== Excerpted records ==

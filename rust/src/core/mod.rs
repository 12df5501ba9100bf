mod config;
mod conversation;
mod directory;
mod session;

use std::collections::HashMap;
use std::sync::{Arc, RwLock};

use flume::Sender;

use crate::actions::AppAction;
use crate::state::{
    AppState, BusyState, ConnectionState, ConversationViewState, Participant,
};
use crate::store::MessageStore;
use crate::transport::{ChatTransport, PushHandle};
use crate::updates::{AppUpdate, CoreMsg, InternalEvent};

use config::{load_app_config, AppConfig};

pub(crate) use config::default_app_config_json;

/// Test seam: when set, sessions use this transport instead of building the
/// REST one from config.
pub(crate) type SharedTransportOverride = Arc<RwLock<Option<Arc<dyn ChatTransport>>>>;

struct Session {
    user: Participant,
    transport: Arc<dyn ChatTransport>,
}

/// Everything tied to the one open conversation. Torn down wholesale on
/// close; the `epoch` fences out async results that land afterwards.
struct ConversationSync {
    conversation_id: String,
    counterpart: Participant,
    epoch: u64,
    store: MessageStore,
    connection: ConnectionState,
    history_loaded: bool,
    load_error_shown: bool,
    fetch_in_flight: bool,
    poll_task: Option<tokio::task::JoinHandle<()>>,
    push_forward_task: Option<tokio::task::JoinHandle<()>>,
    push: Option<PushHandle>,
}

pub struct AppCore {
    pub state: AppState,
    rev: u64,

    update_sender: Sender<AppUpdate>,
    core_sender: Sender<CoreMsg>,
    shared_state: Arc<RwLock<AppState>>,

    data_dir: String,
    config: AppConfig,
    runtime: tokio::runtime::Runtime,
    transport_override: SharedTransportOverride,

    session: Option<Session>,
    sync: Option<ConversationSync>,
    epoch: u64,

    // Actor-internal bookkeeping.
    temp_seq: u64,
    last_outgoing_ts_ms: i64,
    // counterpart id -> newest counterpart message millis seen while the
    // conversation was open; directory refreshes derive unread counts from it.
    last_read_ms: HashMap<String, i64>,
    directory_token: u64,
}

impl AppCore {
    pub fn new(
        update_sender: Sender<AppUpdate>,
        core_sender: Sender<CoreMsg>,
        data_dir: String,
        shared_state: Arc<RwLock<AppState>>,
        transport_override: SharedTransportOverride,
    ) -> Self {
        let config = load_app_config(&data_dir);

        let runtime = tokio::runtime::Builder::new_multi_thread()
            .worker_threads(2)
            .enable_time()
            .enable_io()
            .build()
            .expect("tokio runtime");

        let this = Self {
            state: AppState::empty(),
            rev: 0,
            update_sender,
            core_sender,
            shared_state,
            data_dir,
            config,
            runtime,
            transport_override,
            session: None,
            sync: None,
            epoch: 0,
            temp_seq: 0,
            last_outgoing_ts_ms: 0,
            last_read_ms: HashMap::new(),
            directory_token: 0,
        };

        // Ensure FfiApp.state() has an immediately-available snapshot.
        this.commit_state();
        this
    }

    fn next_rev(&mut self) -> u64 {
        self.rev += 1;
        self.state.rev = self.rev;
        self.rev
    }

    fn emit(&mut self, update: AppUpdate) {
        self.commit_state();
        let _ = self.update_sender.send(update);
    }

    fn commit_state(&self) {
        let snapshot = self.state.clone();
        match self.shared_state.write() {
            Ok(mut g) => *g = snapshot,
            Err(poison) => *poison.into_inner() = snapshot,
        }
    }

    fn emit_auth(&mut self) {
        let rev = self.next_rev();
        self.emit(AppUpdate::AuthChanged {
            rev,
            auth: self.state.auth.clone(),
        });
    }

    fn emit_busy(&mut self) {
        let rev = self.next_rev();
        self.emit(AppUpdate::BusyChanged {
            rev,
            busy: self.state.busy.clone(),
        });
    }

    fn emit_conversations(&mut self) {
        let rev = self.next_rev();
        self.emit(AppUpdate::ConversationListChanged {
            rev,
            conversations: self.state.conversations.clone(),
        });
    }

    fn emit_current_conversation(&mut self) {
        self.state.current_conversation = self.project_current_conversation();
        let rev = self.next_rev();
        self.emit(AppUpdate::CurrentConversationChanged {
            rev,
            current_conversation: self.state.current_conversation.clone(),
        });
    }

    fn emit_toast(&mut self) {
        let rev = self.next_rev();
        self.emit(AppUpdate::ToastChanged {
            rev,
            toast: self.state.toast.clone(),
        });
    }

    fn toast(&mut self, msg: impl Into<String>) {
        // Keep the toast in state until the UI explicitly clears it, so a
        // rev-gap resync through state() still shows it.
        self.state.toast = Some(msg.into());
        self.emit_toast();
    }

    fn set_busy(&mut self, f: impl FnOnce(&mut BusyState)) {
        let mut next = self.state.busy.clone();
        f(&mut next);
        if next != self.state.busy {
            self.state.busy = next;
            self.emit_busy();
        }
    }

    fn is_logged_in(&self) -> bool {
        self.session.is_some()
    }

    fn project_current_conversation(&self) -> Option<ConversationViewState> {
        self.sync.as_ref().map(|sync| ConversationViewState {
            conversation_id: sync.conversation_id.clone(),
            counterpart: sync.counterpart.clone(),
            messages: sync.store.messages().to_vec(),
            connection: sync.connection.clone(),
            history_loaded: sync.history_loaded,
        })
    }

    pub fn handle_message(&mut self, msg: CoreMsg) {
        match msg {
            CoreMsg::Action(action) => {
                tracing::info!(action = action.tag(), "dispatch");
                self.handle_action(action);
            }
            CoreMsg::Internal(internal) => self.handle_internal(*internal),
        }
    }

    fn handle_action(&mut self, action: AppAction) {
        match action {
            AppAction::RestoreSession => self.restore_session(),
            AppAction::Logout => self.logout(),

            AppAction::RefreshConversations => self.refresh_conversations(),

            AppAction::OpenConversation { counterpart } => self.open_conversation(counterpart),
            AppAction::CloseConversation => self.close_conversation(),
            AppAction::SendMessage { body } => self.send_message(body),
            AppAction::RetryMessage { message_id } => self.retry_message(message_id),

            AppAction::ClearToast => {
                if self.state.toast.is_some() {
                    self.state.toast = None;
                    self.emit_toast();
                }
            }
            AppAction::Foregrounded => {
                // Native sends lifecycle signals as actions; Rust owns all
                // state changes.
                if self.is_logged_in() {
                    self.refresh_conversations();
                    self.kick_poll();
                }
            }
        }
    }

    fn handle_internal(&mut self, internal: InternalEvent) {
        match internal {
            InternalEvent::PollTick {
                conversation_id,
                epoch,
            } => self.on_poll_tick(conversation_id, epoch),
            InternalEvent::HistoryFetched {
                conversation_id,
                epoch,
                messages,
            } => self.on_history_fetched(conversation_id, epoch, messages),
            InternalEvent::HistoryFetchFailed {
                conversation_id,
                epoch,
                error,
            } => self.on_history_fetch_failed(conversation_id, epoch, error),
            InternalEvent::SendFinished {
                conversation_id,
                epoch,
                temp_id,
                ack,
                error,
            } => self.on_send_finished(conversation_id, epoch, temp_id, ack, error),
            InternalEvent::PushStatus {
                conversation_id,
                epoch,
                connected,
                exhausted,
            } => self.on_push_status(conversation_id, epoch, connected, exhausted),
            InternalEvent::PushMessageReceived {
                conversation_id,
                epoch,
                message,
            } => self.on_push_message(conversation_id, epoch, message),
            InternalEvent::DirectoryRefreshed {
                token,
                conversations,
                error,
            } => self.on_directory_refreshed(token, conversations, error),
        }
    }
}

===

▶ _Exercise_
An exact reproduction of the listing is required, covering every entry.

▶ _Solution to the problem_
filename rust/src/core/mod.rs
repository 12df5501ba9100bf
mod config;
mod conversation;
mod directory;
mod session;

use std::collections::HashMap;
use std::sync::{Arc, RwLock};

use flume::Sender;

use crate::actions::AppAction;
use crate::state::{
    AppState, BusyState, ConnectionState, ConversationViewState, Participant,
};
use crate::store::MessageStore;
use crate::transport::{ChatTransport, PushHandle};
use crate::updates::{AppUpdate, CoreMsg, InternalEvent};

use config::{load_app_config, AppConfig};

pub(crate) use config::default_app_config_json;

/// Test seam: when set, sessions use this transport instead of building the
/// REST one from config.
pub(crate) type SharedTransportOverride = Arc<RwLock<Option<Arc<dyn ChatTransport>>>>;

struct Session {
    user: Participant,
    transport: Arc<dyn ChatTransport>,
}

/// Everything tied to the one open conversation. Torn down wholesale on
/// close; the `epoch` fences out async results that land afterwards.
struct ConversationSync {
    conversation_id: String,
    counterpart: Participant,
    epoch: u64,
    store: MessageStore,
    connection: ConnectionState,
    history_loaded: bool,
    load_error_shown: bool,
    fetch_in_flight: bool,
    poll_task: Option<tokio::task::JoinHandle<()>>,
    push_forward_task: Option<tokio::task::JoinHandle<()>>,
    push: Option<PushHandle>,
}

pub struct AppCore {
    pub state: AppState,
    rev: u64,

    update_sender: Sender<AppUpdate>,
    core_sender: Sender<CoreMsg>,
    shared_state: Arc<RwLock<AppState>>,

    data_dir: String,
    config: AppConfig,
    runtime: tokio::runtime::Runtime,
    transport_override: SharedTransportOverride,

    session: Option<Session>,
    sync: Option<ConversationSync>,
    epoch: u64,

    // Actor-internal bookkeeping.
    temp_seq: u64,
    last_outgoing_ts_ms: i64,
    // counterpart id -> newest counterpart message millis seen while the
    // conversation was open; directory refreshes derive unread counts from it.
    last_read_ms: HashMap<String, i64>,
    directory_token: u64,
}

impl AppCore {
    pub fn new(
        update_sender: Sender<AppUpdate>,
        core_sender: Sender<CoreMsg>,
        data_dir: String,
        shared_state: Arc<RwLock<AppState>>,
        transport_override: SharedTransportOverride,
    ) -> Self {
        let config = load_app_config(&data_dir);

        let runtime = tokio::runtime::Builder::new_multi_thread()
            .worker_threads(2)
            .enable_time()
            .enable_io()
            .build()
            .expect("tokio runtime");

        let this = Self {
            state: AppState::empty(),
            rev: 0,
            update_sender,
            core_sender,
            shared_state,
            data_dir,
            config,
            runtime,
            transport_override,
            session: None,
            sync: None,
            epoch: 0,
            temp_seq: 0,
            last_outgoing_ts_ms: 0,
            last_read_ms: HashMap::new(),
            directory_token: 0,
        };

        // Ensure FfiApp.state() has an immediately-available snapshot.
        this.commit_state();
        this
    }

    fn next_rev(&mut self) -> u64 {
        self.rev += 1;
        self.state.rev = self.rev;
        self.rev
    }

    fn emit(&mut self, update: AppUpdate) {
        self.commit_state();
        let _ = self.update_sender.send(update);
    }

    fn commit_state(&self) {
        let snapshot = self.state.clone();
        match self.shared_state.write() {
            Ok(mut g) => *g = snapshot,
            Err(poison) => *poison.into_inner() = snapshot,
        }
    }

    fn emit_auth(&mut self) {
        let rev = self.next_rev();
        self.emit(AppUpdate::AuthChanged {
            rev,
            auth: self.state.auth.clone(),
        });
    }

    fn emit_busy(&mut self) {
        let rev = self.next_rev();
        self.emit(AppUpdate::BusyChanged {
            rev,
            busy: self.state.busy.clone(),
        });
    }

    fn emit_conversations(&mut self) {
        let rev = self.next_rev();
        self.emit(AppUpdate::ConversationListChanged {
            rev,
            conversations: self.state.conversations.clone(),
        });
    }

    fn emit_current_conversation(&mut self) {
        self.state.current_conversation = self.project_current_conversation();
        let rev = self.next_rev();
        self.emit(AppUpdate::CurrentConversationChanged {
            rev,
            current_conversation: self.state.current_conversation.clone(),
        });
    }

    fn emit_toast(&mut self) {
        let rev = self.next_rev();
        self.emit(AppUpdate::ToastChanged {
            rev,
            toast: self.state.toast.clone(),
        });
    }

    fn toast(&mut self, msg: impl Into<String>) {
        // Keep the toast in state until the UI explicitly clears it, so a
        // rev-gap resync through state() still shows it.
        self.state.toast = Some(msg.into());
        self.emit_toast();
    }

    fn set_busy(&mut self, f: impl FnOnce(&mut BusyState)) {
        let mut next = self.state.busy.clone();
        f(&mut next);
        if next != self.state.busy {
            self.state.busy = next;
            self.emit_busy();
        }
    }

    fn is_logged_in(&self) -> bool {
        self.session.is_some()
    }

    fn project_current_conversation(&self) -> Option<ConversationViewState> {
        self.sync.as_ref().map(|sync| ConversationViewState {
            conversation_id: sync.conversation_id.clone(),
            counterpart: sync.counterpart.clone(),
            messages: sync.store.messages().to_vec(),
            connection: sync.connection.clone(),
            history_loaded: sync.history_loaded,
        })
    }

    pub fn handle_message(&mut self, msg: CoreMsg) {
        match msg {
            CoreMsg::Action(action) => {
                tracing::info!(action = action.tag(), "dispatch");
                self.handle_action(action);
            }
            CoreMsg::Internal(internal) => self.handle_internal(*internal),
        }
    }

    fn handle_action(&mut self, action: AppAction) {
        match action {
            AppAction::RestoreSession => self.restore_session(),
            AppAction::Logout => self.logout(),

            AppAction::RefreshConversations => self.refresh_conversations(),

            AppAction::OpenConversation { counterpart } => self.open_conversation(counterpart),
            AppAction::CloseConversation => self.close_conversation(),
            AppAction::SendMessage { body } => self.send_message(body),
            AppAction::RetryMessage { message_id } => self.retry_message(message_id),

            AppAction::ClearToast => {
                if self.state.toast.is_some() {
                    self.state.toast = None;
                    self.emit_toast();
                }
            }
            AppAction::Foregrounded => {
                // Native sends lifecycle signals as actions; Rust owns all
                // state changes.
                if self.is_logged_in() {
                    self.refresh_conversations();
                    self.kick_poll();
                }
            }
        }
    }

    fn handle_internal(&mut self, internal: InternalEvent) {
        match internal {
            InternalEvent::PollTick {
                conversation_id,
                epoch,
            } => self.on_poll_tick(conversation_id, epoch),
            InternalEvent::HistoryFetched {
                conversation_id,
                epoch,
                messages,
            } => self.on_history_fetched(conversation_id, epoch, messages),
            InternalEvent::HistoryFetchFailed {
                conversation_id,
                epoch,
                error,
            } => self.on_history_fetch_failed(conversation_id, epoch, error),
            InternalEvent::SendFinished {
                conversation_id,
                epoch,
                temp_id,
                ack,
                error,
            } => self.on_send_finished(conversation_id, epoch, temp_id, ack, error),
            InternalEvent::PushStatus {
                conversation_id,
                epoch,
                connected,
                exhausted,
            } => self.on_push_status(conversation_id, epoch, connected, exhausted),
            InternalEvent::PushMessageReceived {
                conversation_id,
                epoch,
                message,
            } => self.on_push_message(conversation_id, epoch, message),
            InternalEvent::DirectoryRefreshed {
                token,
                conversations,
                error,
            } => self.on_directory_refreshed(token, conversations, error),
        }
    }
}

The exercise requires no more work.